Try it ▸
Pick each line that has "before" out of the records.

Collected data:
#####
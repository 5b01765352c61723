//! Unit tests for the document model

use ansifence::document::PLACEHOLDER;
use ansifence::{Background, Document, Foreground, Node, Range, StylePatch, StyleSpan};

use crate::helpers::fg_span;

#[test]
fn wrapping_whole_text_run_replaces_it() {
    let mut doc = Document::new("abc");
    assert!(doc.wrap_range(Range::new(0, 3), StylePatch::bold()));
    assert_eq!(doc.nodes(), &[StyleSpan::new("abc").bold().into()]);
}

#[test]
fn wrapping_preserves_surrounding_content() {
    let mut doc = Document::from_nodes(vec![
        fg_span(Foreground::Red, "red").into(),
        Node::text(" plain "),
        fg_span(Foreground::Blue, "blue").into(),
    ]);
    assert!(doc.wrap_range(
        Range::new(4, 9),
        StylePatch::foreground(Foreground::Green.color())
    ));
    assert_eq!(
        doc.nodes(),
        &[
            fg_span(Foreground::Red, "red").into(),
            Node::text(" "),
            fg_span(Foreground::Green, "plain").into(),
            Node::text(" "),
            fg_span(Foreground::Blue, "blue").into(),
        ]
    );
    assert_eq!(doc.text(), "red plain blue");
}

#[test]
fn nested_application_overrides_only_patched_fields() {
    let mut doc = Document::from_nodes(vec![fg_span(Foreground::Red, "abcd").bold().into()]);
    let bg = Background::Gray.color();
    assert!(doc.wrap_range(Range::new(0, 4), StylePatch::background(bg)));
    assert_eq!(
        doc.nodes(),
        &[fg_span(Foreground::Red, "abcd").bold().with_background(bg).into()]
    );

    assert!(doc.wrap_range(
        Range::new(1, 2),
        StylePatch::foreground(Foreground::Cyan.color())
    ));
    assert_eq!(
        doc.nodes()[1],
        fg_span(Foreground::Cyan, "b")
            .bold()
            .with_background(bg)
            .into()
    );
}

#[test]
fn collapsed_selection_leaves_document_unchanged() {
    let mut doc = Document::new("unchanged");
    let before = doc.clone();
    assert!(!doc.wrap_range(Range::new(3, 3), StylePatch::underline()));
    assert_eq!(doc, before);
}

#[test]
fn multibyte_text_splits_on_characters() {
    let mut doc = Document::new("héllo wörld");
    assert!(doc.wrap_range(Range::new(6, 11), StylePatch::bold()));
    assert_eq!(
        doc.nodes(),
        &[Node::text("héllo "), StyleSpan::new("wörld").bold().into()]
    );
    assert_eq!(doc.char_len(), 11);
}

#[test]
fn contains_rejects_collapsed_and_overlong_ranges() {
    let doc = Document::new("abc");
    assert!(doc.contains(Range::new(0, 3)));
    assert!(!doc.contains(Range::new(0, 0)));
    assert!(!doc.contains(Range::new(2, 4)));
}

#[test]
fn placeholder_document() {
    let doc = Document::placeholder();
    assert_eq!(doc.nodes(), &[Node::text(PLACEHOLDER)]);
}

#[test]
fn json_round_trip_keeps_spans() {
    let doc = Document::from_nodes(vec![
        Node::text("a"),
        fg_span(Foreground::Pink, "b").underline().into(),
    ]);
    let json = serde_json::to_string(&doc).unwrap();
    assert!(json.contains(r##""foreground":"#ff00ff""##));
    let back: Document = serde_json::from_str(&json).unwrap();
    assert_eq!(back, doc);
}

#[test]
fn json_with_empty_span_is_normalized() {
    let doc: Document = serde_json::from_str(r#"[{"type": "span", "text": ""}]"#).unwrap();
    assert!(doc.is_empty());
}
#####
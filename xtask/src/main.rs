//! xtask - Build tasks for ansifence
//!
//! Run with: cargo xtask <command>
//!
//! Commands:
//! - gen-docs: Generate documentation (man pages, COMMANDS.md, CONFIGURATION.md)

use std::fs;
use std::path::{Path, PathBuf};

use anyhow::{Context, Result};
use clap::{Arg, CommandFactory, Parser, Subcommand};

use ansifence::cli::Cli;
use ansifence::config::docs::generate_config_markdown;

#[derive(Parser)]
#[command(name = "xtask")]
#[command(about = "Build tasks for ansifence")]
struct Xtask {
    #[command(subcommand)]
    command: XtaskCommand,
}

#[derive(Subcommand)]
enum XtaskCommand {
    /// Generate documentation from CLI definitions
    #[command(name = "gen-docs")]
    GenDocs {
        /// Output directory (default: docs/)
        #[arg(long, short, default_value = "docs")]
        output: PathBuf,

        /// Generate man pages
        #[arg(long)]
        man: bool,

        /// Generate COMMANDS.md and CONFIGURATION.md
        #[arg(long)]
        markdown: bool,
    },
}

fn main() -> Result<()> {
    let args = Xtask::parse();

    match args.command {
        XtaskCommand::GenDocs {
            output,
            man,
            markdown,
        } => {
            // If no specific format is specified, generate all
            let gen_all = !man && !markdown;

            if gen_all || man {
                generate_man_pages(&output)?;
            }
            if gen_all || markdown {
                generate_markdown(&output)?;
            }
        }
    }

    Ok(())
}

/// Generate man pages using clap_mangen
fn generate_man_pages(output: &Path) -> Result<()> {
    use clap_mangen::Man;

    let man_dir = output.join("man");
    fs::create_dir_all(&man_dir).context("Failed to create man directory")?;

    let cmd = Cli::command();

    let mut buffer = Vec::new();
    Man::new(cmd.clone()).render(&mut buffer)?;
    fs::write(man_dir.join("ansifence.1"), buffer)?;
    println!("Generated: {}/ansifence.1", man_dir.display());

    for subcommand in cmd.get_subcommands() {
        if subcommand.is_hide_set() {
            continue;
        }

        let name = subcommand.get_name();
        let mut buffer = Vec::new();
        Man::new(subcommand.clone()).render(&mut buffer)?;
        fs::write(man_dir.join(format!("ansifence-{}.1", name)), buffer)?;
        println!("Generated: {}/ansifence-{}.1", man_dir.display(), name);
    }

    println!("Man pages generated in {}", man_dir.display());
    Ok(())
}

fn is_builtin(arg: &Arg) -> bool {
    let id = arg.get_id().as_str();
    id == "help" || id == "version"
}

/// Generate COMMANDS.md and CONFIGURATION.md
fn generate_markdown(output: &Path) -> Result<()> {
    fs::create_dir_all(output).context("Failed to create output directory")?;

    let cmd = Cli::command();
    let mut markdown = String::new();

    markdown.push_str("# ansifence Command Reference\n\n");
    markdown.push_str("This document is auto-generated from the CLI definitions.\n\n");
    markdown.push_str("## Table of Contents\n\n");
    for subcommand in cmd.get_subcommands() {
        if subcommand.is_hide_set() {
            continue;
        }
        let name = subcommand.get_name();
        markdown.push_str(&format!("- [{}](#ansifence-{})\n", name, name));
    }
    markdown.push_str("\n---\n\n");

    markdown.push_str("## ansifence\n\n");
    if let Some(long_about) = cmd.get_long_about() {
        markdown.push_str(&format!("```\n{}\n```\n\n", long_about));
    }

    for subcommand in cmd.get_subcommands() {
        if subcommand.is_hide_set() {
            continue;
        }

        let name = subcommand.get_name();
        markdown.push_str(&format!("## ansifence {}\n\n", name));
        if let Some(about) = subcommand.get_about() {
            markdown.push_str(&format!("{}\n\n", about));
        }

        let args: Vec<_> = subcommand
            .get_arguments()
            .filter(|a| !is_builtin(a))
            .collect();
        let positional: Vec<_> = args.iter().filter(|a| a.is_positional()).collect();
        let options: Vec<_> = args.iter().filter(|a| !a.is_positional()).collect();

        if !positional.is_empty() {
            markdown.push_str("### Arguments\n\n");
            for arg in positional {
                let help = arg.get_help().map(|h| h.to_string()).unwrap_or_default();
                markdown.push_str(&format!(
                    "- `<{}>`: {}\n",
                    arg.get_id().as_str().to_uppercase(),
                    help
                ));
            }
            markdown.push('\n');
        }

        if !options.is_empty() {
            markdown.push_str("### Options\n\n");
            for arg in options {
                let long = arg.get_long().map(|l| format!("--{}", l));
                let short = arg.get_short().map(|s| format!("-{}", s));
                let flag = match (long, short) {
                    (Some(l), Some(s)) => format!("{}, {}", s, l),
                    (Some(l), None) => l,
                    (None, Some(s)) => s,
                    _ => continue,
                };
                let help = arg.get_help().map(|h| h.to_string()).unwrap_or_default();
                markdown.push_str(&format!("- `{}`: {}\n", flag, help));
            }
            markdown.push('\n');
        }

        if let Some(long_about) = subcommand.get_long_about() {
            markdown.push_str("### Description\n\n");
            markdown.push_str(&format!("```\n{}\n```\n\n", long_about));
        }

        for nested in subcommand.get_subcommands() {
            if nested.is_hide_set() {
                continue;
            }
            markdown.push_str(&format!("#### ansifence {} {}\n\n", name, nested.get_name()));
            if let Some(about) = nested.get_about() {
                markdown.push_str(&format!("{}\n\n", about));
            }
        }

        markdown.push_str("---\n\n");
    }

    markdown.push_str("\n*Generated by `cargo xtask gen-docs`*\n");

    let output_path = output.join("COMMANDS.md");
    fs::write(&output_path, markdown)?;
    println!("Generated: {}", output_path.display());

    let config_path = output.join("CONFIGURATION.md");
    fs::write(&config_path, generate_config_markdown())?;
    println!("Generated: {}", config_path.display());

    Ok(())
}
#####
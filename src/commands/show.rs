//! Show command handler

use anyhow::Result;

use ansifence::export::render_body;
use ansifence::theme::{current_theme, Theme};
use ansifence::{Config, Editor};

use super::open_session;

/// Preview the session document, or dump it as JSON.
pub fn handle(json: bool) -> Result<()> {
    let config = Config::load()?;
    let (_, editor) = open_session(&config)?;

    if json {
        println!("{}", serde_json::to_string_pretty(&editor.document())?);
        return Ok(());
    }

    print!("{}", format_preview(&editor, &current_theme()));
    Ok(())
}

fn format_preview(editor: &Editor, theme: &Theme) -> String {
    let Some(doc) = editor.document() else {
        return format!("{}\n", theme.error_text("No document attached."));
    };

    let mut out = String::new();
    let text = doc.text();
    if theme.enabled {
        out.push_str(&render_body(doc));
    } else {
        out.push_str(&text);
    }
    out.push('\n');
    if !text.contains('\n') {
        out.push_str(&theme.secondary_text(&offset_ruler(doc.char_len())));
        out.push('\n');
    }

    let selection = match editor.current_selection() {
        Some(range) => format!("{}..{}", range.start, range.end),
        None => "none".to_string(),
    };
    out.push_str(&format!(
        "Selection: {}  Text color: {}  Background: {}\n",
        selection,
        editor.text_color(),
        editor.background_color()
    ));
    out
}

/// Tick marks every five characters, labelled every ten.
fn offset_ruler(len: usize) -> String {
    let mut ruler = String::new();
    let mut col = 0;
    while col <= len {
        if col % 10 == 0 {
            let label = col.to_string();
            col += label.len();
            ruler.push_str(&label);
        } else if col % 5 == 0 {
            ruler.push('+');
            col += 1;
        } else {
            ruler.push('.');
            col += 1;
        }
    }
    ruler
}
#####
Output of the task ▸
    let before = doc.clone();
    assert_eq!(doc, before);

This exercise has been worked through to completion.